Orion 50

Development
- Designer: Gary Mull
- Location: United States
- Year: 1983
- No. built: 7
- Builder: Ta Shing Yacht Building
- Name: Orion 50

Boat
- Displacement: 36,600 lb (16,601 kg)
- Draft: 6.50 ft (1.98 m)

Hull
- Construction: Fiberglass
- LOA: 49.50 ft (15.09 m)
- LWL: 42.50 ft (12.95 m)
- Beam: 14.50 ft (4.42 m)
- Engine: Perkins 4-236 diesel engine, 85 hp (63 kW)

Hull appendages
- Keel: fin keel
- Ballast: 14,000 lb (6,350 kg) of lead
- Rudder: skeg-mounted rudder

Rig
- General: masthead ketch
- I foretriangle height: 58.50 ft (17.83 m)
- J foretriangle base: 18.54 ft (5.65 m)
- P mainsail luff: 52.00 ft (15.85 m)
- E mainsail foot: 15.33 ft (4.67 m)

Sails
- Mainsail area: 398.58 sq ft (37.029 m^{2})
- Jib/genoa area: 542.30 sq ft (50.381 m^{2})
- Total sail area: 1,118.65 sq ft (103.926 m^{2})

Racing
- PHRF: 126 (average)

= Orion 50 =

Sailboat class

The Orion 50 is a sailboat designed by American Gary Mull and first built in 1983. The design is out of production.

==Production==
The boat was built by Ta Shing Yacht Building in Taiwan, which completed seven examples between 1983 and 1987.

==Design==
The Orion 50 is a recreational keelboat, built predominantly of fiberglass, with wood trim. It has a masthead ketch rig, a skeg-mounted rudder and a fixed fin keel. It displaces 36600 lb and carries 14000 lb of lead ballast.

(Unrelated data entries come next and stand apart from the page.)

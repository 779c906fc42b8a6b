use percent_encoding::{utf8_percent_encode, AsciiSet, CONTROLS};
use std::collections::HashSet;

/// Characters the `url` crate percent-encodes inside a fragment
const FRAGMENT: &AsciiSet = &CONTROLS.add(b' ').add(b'"').add(b'<').add(b'>').add(b'`');

/// Checks whether `fragment` is one of `ids`
///
/// With `ignore_case` both sides are lowercased before comparison. Remote
/// pages are always checked with `ignore_case = false`: raw HTML `id`
/// attributes are case-sensitive, unlike generated heading slugs.
///
/// # Examples
///
/// ```
/// use link_vigil::anchor::has_fragment;
///
/// assert!(has_fragment("Intro", ["Intro", "usage"], false));
/// assert!(!has_fragment("intro", ["Intro"], false));
/// assert!(has_fragment("intro", ["Intro"], true));
/// ```
pub fn has_fragment<I, S>(fragment: &str, ids: I, ignore_case: bool) -> bool
where
    I: IntoIterator<Item = S>,
    S: AsRef<str>,
{
    if ignore_case {
        let wanted = fragment.to_lowercase();
        ids.into_iter()
            .any(|id| id.as_ref().to_lowercase() == wanted)
    } else {
        ids.into_iter().any(|id| id.as_ref() == fragment)
    }
}

/// Builds the set of fragment spellings that reach the given ids
///
/// A URL fragment arrives percent-encoded (`#caf%C3%A9`), while the page
/// carries the raw id (`id="café"`), so each id contributes both forms.
pub fn fragment_targets<I, S>(ids: I) -> HashSet<String>
where
    I: IntoIterator<Item = S>,
    S: AsRef<str>,
{
    let mut targets = HashSet::new();
    for id in ids {
        let id = id.as_ref();
        let encoded = encode_fragment(id);
        if encoded != id {
            targets.insert(encoded);
        }
        targets.insert(id.to_string());
    }
    targets
}

/// Percent-encodes `value` the way it would appear in a parsed URL fragment
pub fn encode_fragment(value: &str) -> String {
    utf8_percent_encode(value, FRAGMENT).to_string()
}
use crate::anchor::AnchorAllowlist;
use crate::cache::CacheTtl;
use crate::config::validation::compile_regex;
use crate::probe::{
    CheckOptions, NetworkSettings, DEFAULT_MAX_CONCURRENT_CHECKS, DEFAULT_MAX_REDIRECTS, DEFAULT_MAX_RETRIES,
    DEFAULT_USER_AGENT,
};
use crate::url::IgnoreRules;
use crate::ConfigError;
use serde::Deserialize;
use std::collections::{HashMap, HashSet};
use std::time::Duration;

/// Main configuration structure for Link-Vigil
///
/// Every section is optional; an empty file yields the defaults.
#[derive(Debug, Clone, Default, Deserialize)]
#[serde(deny_unknown_fields)]
pub struct Config {
    #[serde(default)]
    pub checker: CheckerConfig,

    #[serde(default)]
    pub network: NetworkConfig,

    #[serde(default)]
    pub cache: CacheConfig,

    /// Host pattern -> status codes treated as success
    #[serde(default, rename = "allowed-status-codes")]
    pub allowed_status_codes: HashMap<String, Vec<u16>>,

    /// Fragments that skip the existence check; the built-in rules apply when empty
    #[serde(default, rename = "allowed-anchor")]
    pub allowed_anchor: Vec<AllowedAnchorEntry>,
}

/// Probe behavior configuration
#[derive(Debug, Clone, Deserialize)]
#[serde(default, rename_all = "kebab-case", deny_unknown_fields)]
pub struct CheckerConfig {
    /// Verify that URL fragments exist on the fetched page
    pub check_anchor: bool,

    /// Redirect hops allowed per URL
    pub max_redirects: u32,

    /// Retries per hop for transient failures
    pub max_retries: u32,

    /// Timeout for each HTTP attempt (milliseconds)
    pub timeout_ms: u64,

    /// Minimum time between request starts to the same domain (milliseconds)
    pub rate_limit_per_domain_ms: Option<u64>,

    /// Maximum number of URLs probed at once
    pub max_concurrent_checks: usize,

    /// Whether meta refreshes consume the redirect budget
    pub count_refresh_as_redirect: bool,

    /// Unit of the cubic retry backoff (milliseconds)
    pub retry_backoff_unit_ms: u64,

    /// Skip URLs on localhost and loopback addresses
    pub ignore_localhost: bool,

    /// Regular expressions for URLs that are never probed
    pub ignore_urls: Vec<String>,
}

impl Default for CheckerConfig {
    fn default() -> Self {
        Self {
            check_anchor: true,
            max_redirects: DEFAULT_MAX_REDIRECTS,
            max_retries: DEFAULT_MAX_RETRIES,
            timeout_ms: 3000,
            rate_limit_per_domain_ms: None,
            max_concurrent_checks: DEFAULT_MAX_CONCURRENT_CHECKS,
            count_refresh_as_redirect: false,
            retry_backoff_unit_ms: 1000,
            ignore_localhost: true,
            ignore_urls: Vec::new(),
        }
    }
}

/// Transport configuration
#[derive(Debug, Clone, Deserialize)]
#[serde(default, rename_all = "kebab-case", deny_unknown_fields)]
pub struct NetworkConfig {
    /// `User-Agent` header value
    pub user_agent: String,

    /// Reject invalid TLS certificates
    pub verify_tls: bool,

    /// Honour `HTTP(S)_PROXY`, `ALL_PROXY` and `NO_PROXY`
    pub use_env_proxy: bool,
}

impl Default for NetworkConfig {
    fn default() -> Self {
        Self {
            user_agent: DEFAULT_USER_AGENT.to_string(),
            verify_tls: true,
            use_env_proxy: true,
        }
    }
}

/// Result cache configuration
#[derive(Debug, Clone, Deserialize)]
#[serde(default, rename_all = "kebab-case", deny_unknown_fields)]
pub struct CacheConfig {
    pub enabled: bool,

    /// Path to the SQLite cache file
    pub path: String,

    /// Lifetime of successes and missing-anchor results (seconds)
    pub success_ttl_secs: u64,

    /// Lifetime of every other error (seconds)
    pub error_ttl_secs: u64,
}

impl Default for CacheConfig {
    fn default() -> Self {
        Self {
            enabled: true,
            path: ".link-vigil/cache.db".to_string(),
            success_ttl_secs: 24 * 60 * 60,
            error_ttl_secs: 60,
        }
    }
}

/// One `(url, fragment)` pattern pair
#[derive(Debug, Clone, Deserialize)]
#[serde(deny_unknown_fields)]
pub struct AllowedAnchorEntry {
    /// Regex matched against the URL without its fragment
    pub url: String,

    /// Regex matched against the fragment without the leading `#`
    pub fragment: String,
}

impl Config {
    /// Builds the options shared by every probe
    ///
    /// Host patterns are lowercased. Regexes are compiled here, so an
    /// unvalidated config can still fail with `InvalidRegex`.
    pub fn check_options(&self) -> Result<CheckOptions, ConfigError> {
        let checker = &self.checker;

        let patterns = checker
            .ignore_urls
            .iter()
            .map(|p| compile_regex(p))
            .collect::<Result<Vec<_>, _>>()?;

        let anchor_allowlist = if self.allowed_anchor.is_empty() {
            AnchorAllowlist::default_rules()
        } else {
            let pairs: Vec<(&str, &str)> = self
                .allowed_anchor
                .iter()
                .map(|e| (e.url.as_str(), e.fragment.as_str()))
                .collect();
            AnchorAllowlist::from_patterns(&pairs)
                .map_err(|(pattern, source)| ConfigError::InvalidRegex { pattern, source })?
        };

        let allowed_status_codes_by_host = if self.allowed_status_codes.is_empty() {
            None
        } else {
            Some(
                self.allowed_status_codes
                    .iter()
                    .map(|(host, codes)| {
                        (host.to_ascii_lowercase(), codes.iter().copied().collect::<HashSet<_>>())
                    })
                    .collect(),
            )
        };

        Ok(CheckOptions {
            check_anchor: checker.check_anchor,
            max_redirects: checker.max_redirects,
            max_retries: checker.max_retries,
            timeout: Duration::from_millis(checker.timeout_ms),
            rate_limit_per_domain: checker.rate_limit_per_domain_ms.map(Duration::from_millis),
            allowed_status_codes_by_host,
            anchor_allowlist,
            count_refresh_as_redirect: checker.count_refresh_as_redirect,
            retry_backoff_unit: Duration::from_millis(checker.retry_backoff_unit_ms),
            ignore: IgnoreRules {
                ignore_localhost: checker.ignore_localhost,
                patterns,
            },
            max_concurrent_checks: checker.max_concurrent_checks,
        })
    }

    pub fn network_settings(&self) -> NetworkSettings {
        NetworkSettings {
            user_agent: self.network.user_agent.clone(),
            verify_tls: self.network.verify_tls,
            use_env_proxy: self.network.use_env_proxy,
        }
    }

    pub fn cache_ttl(&self) -> CacheTtl {
        CacheTtl {
            success: Duration::from_secs(self.cache.success_ttl_secs),
            error: Duration::from_secs(self.cache.error_ttl_secs),
        }
    }
}
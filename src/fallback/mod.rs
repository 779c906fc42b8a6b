//! Substitute URLs for hosts that are unreliable to probe directly
//!
//! Package pages on npm often refuse automated clients, while the registry
//! API behind them answers reliably. When every substitute succeeds the
//! original URL is reported alive.

use reqwest::header::{HeaderMap, HeaderName, HeaderValue};
use url::Url;

/// `Accept` header the npm registry expects for abbreviated metadata
pub const NPM_ACCEPT: &str = "application/vnd.npm.install-v1+json; q=1.0, application/json; q=0.8, */*";

const NPM_REGISTRY: &str = "https://registry.npmjs.org/";

/// A substitute URL plus the headers to send with it
#[derive(Debug, Clone, PartialEq, Eq)]
pub struct FallbackUrl {
    pub url: String,
    pub headers: Vec<(String, String)>,
}

impl FallbackUrl {
    /// Converts the headers for a request, skipping any that are not valid
    pub fn header_map(&self) -> HeaderMap {
        self.headers
            .iter()
            .filter_map(|(name, value)| {
                let name = HeaderName::from_bytes(name.as_bytes()).ok()?;
                let value = HeaderValue::from_str(value).ok()?;
                Some((name, value))
            })
            .collect()
    }
}

/// Looks up substitutes for `url`
///
/// An empty list means the URL is probed as is.
///
/// # Examples
///
/// ```
/// use link_vigil::fallback::fallbacks_for;
/// use url::Url;
///
/// let url = Url::parse("https://www.npmtrends.com/react-vs-vue").unwrap();
/// let urls: Vec<_> = fallbacks_for(&url).into_iter().map(|f| f.url).collect();
/// assert_eq!(urls, ["https://registry.npmjs.org/react", "https://registry.npmjs.org/vue"]);
/// ```
pub fn fallbacks_for(url: &Url) -> Vec<FallbackUrl> {
    if !matches!(url.scheme(), "http" | "https") {
        return Vec::new();
    }

    let path = url.path().trim_start_matches('/').trim_end_matches('/');
    match url.host_str() {
        Some("www.npmtrends.com") | Some("npmtrends.com") => {
            if path.is_empty() {
                return Vec::new();
            }
            let names: Vec<&str> = path.split("-vs-").collect();
            if names.iter().any(|name| !is_package_name(name)) {
                return Vec::new();
            }
            names.into_iter().map(npm_registry_fallback).collect()
        }
        Some("www.npmjs.com") | Some("npmjs.com") => {
            let name = path.strip_prefix("package/").unwrap_or(path);
            if is_package_name(name) {
                vec![npm_registry_fallback(name)]
            } else {
                Vec::new()
            }
        }
        _ => Vec::new(),
    }
}

/// Plain `name` or scoped `@scope/name`
fn is_package_name(name: &str) -> bool {
    match name.strip_prefix('@') {
        Some(scoped) => scoped
            .split_once('/')
            .is_some_and(|(scope, pkg)| !scope.is_empty() && !pkg.is_empty() && !pkg.contains('/')),
        None => !name.is_empty() && !name.contains('/'),
    }
}

fn npm_registry_fallback(name: &str) -> FallbackUrl {
    FallbackUrl {
        url: format!("{}{}", NPM_REGISTRY, name),
        headers: vec![("accept".to_string(), NPM_ACCEPT.to_string())],
    }
}
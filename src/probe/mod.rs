//! Probing: options, outcomes, HTTP client and the prober itself

mod client;
mod options;
mod outcome;
mod prober;

pub use client::{build_http_client, proxies_from_env, NetworkSettings, ProxyScope, ProxySpec, DEFAULT_USER_AGENT};
pub use options::{
    CheckOptions, DEFAULT_MAX_CONCURRENT_CHECKS, DEFAULT_MAX_REDIRECTS, DEFAULT_MAX_RETRIES, DEFAULT_TIMEOUT,
};
pub use outcome::{Outcome, ProbeError, UrlStatus};
pub use prober::{is_html, is_retryable_status, redirect_target, Prober, HTML_ACCEPT};
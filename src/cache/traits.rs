//! Cache trait and error types

use super::key::CacheKey;
use crate::probe::Outcome;
use thiserror::Error;

/// Errors that can occur during cache operations
///
/// Callers treat these as a miss; a broken cache never fails a check.
#[derive(Debug, Error)]
pub enum CacheError {
    #[error("SQLite error: {0}")]
    Sqlite(#[from] rusqlite::Error),

    #[error("Serialization error: {0}")]
    Serialization(#[from] serde_json::Error),

    #[error("IO error: {0}")]
    Io(#[from] std::io::Error),
}

/// Result type for cache operations
pub type CacheResult<T> = Result<T, CacheError>;

/// A store of previously computed outcomes
///
/// Implementations must be safe for concurrent access from many probes.
/// Writes for the same key are last-write-wins.
pub trait ResultCache: Send + Sync {
    /// Returns the stored outcome if it is still usable
    fn get(&self, key: &CacheKey) -> CacheResult<Option<Outcome>>;

    /// Stores an outcome; `ignored` outcomes are never stored
    fn put(&self, key: &CacheKey, outcome: &Outcome) -> CacheResult<()>;
}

The boat has a draft of 6.50 ft with the standard keel and is fitted with a Perkins 4-236 diesel engine of 85 hp. The fresh water tank holds 200 u.s.gal and the diesel fuel tank also holds 200 u.s.gal.

The boat has a PHRF racing average handicap of 126 with a high of 126 and low of 126. It has a hull speed of 8.74 kn.